# Exercise prompt
Skip every line before the one containing "pub fn new(status: u16, body: Vec<u8>)", then copy that line and the rest of the entries below exactly, through the last line.

Stored items
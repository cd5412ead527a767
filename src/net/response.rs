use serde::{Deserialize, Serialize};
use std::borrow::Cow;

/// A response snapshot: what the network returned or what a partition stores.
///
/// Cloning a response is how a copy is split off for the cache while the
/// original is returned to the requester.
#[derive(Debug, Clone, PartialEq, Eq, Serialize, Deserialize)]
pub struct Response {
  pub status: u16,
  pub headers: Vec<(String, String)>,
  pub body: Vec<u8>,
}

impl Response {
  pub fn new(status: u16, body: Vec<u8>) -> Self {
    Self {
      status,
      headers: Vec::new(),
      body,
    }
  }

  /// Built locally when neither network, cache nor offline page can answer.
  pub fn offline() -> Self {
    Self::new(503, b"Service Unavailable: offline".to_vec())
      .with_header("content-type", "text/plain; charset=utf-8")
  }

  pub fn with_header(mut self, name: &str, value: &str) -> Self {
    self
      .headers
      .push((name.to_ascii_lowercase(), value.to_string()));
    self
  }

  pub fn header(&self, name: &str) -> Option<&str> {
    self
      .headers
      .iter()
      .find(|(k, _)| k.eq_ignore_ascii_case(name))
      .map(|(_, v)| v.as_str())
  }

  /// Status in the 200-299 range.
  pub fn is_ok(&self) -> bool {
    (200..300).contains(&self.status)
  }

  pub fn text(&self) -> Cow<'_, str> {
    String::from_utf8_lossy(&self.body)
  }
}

# Expected output
  pub fn new(status: u16, body: Vec<u8>) -> Self {
    Self {
      status,
      headers: Vec::new(),
      body,
    }
  }

  /// Built locally when neither network, cache nor offline page can answer.
  pub fn offline() -> Self {
    Self::new(503, b"Service Unavailable: offline".to_vec())
      .with_header("content-type", "text/plain; charset=utf-8")
  }

  pub fn with_header(mut self, name: &str, value: &str) -> Self {
    self
      .headers
      .push((name.to_ascii_lowercase(), value.to_string()));
    self
  }

  pub fn header(&self, name: &str) -> Option<&str> {
    self
      .headers
      .iter()
      .find(|(k, _)| k.eq_ignore_ascii_case(name))
      .map(|(_, v)| v.as_str())
  }

  /// Status in the 200-299 range.
  pub fn is_ok(&self) -> bool {
    (200..300).contains(&self.status)
  }

  pub fn text(&self) -> Cow<'_, str> {
    String::from_utf8_lossy(&self.body)
  }
}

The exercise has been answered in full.